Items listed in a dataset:

============================================================

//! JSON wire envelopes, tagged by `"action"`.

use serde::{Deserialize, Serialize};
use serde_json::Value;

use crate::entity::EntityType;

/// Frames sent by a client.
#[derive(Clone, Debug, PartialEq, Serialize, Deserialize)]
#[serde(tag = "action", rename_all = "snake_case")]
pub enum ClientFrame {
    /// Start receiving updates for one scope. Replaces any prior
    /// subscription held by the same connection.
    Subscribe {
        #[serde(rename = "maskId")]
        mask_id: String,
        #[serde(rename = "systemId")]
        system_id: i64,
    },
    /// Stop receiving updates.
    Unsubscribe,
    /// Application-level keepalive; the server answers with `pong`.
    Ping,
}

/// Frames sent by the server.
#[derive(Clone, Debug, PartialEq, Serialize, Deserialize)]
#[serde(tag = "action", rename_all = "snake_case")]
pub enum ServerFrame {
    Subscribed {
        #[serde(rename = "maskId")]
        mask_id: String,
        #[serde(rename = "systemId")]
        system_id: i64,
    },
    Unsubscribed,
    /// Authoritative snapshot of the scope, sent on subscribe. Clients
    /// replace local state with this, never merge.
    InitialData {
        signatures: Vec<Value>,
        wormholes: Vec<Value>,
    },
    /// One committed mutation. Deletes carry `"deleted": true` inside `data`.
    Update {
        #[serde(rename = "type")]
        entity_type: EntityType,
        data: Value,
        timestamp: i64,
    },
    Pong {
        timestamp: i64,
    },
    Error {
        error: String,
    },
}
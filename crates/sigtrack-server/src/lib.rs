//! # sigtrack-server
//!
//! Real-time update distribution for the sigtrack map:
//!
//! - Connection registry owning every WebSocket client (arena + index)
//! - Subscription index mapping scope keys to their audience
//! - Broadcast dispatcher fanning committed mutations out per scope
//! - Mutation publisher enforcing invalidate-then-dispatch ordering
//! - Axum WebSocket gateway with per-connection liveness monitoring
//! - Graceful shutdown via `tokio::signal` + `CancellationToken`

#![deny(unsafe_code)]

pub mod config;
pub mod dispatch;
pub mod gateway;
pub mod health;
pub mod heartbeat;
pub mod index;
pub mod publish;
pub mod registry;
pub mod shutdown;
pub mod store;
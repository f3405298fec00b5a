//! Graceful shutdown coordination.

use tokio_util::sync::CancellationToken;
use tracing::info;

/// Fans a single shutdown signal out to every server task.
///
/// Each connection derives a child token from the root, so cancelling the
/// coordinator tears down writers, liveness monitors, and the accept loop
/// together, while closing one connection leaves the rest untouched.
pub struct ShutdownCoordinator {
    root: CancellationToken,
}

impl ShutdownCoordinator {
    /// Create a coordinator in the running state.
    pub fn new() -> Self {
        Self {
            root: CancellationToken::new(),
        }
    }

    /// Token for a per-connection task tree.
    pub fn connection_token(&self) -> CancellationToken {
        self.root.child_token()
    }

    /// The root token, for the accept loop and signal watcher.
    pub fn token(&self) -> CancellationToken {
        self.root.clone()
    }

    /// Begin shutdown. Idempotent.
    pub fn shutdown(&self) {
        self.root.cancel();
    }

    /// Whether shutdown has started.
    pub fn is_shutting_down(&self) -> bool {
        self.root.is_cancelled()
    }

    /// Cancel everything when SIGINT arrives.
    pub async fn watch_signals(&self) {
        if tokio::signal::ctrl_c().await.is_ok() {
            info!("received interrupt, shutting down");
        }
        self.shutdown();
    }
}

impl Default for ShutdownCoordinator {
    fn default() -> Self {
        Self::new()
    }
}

============================================================

▶ **Exercise directions**
Retype only this portion of the data above: the line containing "pub mod publish;", the line containing "pub fn connection_token(&self)", and all lines between them, exactly.

▶ **Output for this task**
pub mod publish;
pub mod registry;
pub mod shutdown;
pub mod store;
repository f3405298fec00b5a
//! Graceful shutdown coordination.

use tokio_util::sync::CancellationToken;
use tracing::info;

/// Fans a single shutdown signal out to every server task.
///
/// Each connection derives a child token from the root, so cancelling the
/// coordinator tears down writers, liveness monitors, and the accept loop
/// together, while closing one connection leaves the rest untouched.
pub struct ShutdownCoordinator {
    root: CancellationToken,
}

impl ShutdownCoordinator {
    /// Create a coordinator in the running state.
    pub fn new() -> Self {
        Self {
            root: CancellationToken::new(),
        }
    }

    /// Token for a per-connection task tree.
    pub fn connection_token(&self) -> CancellationToken {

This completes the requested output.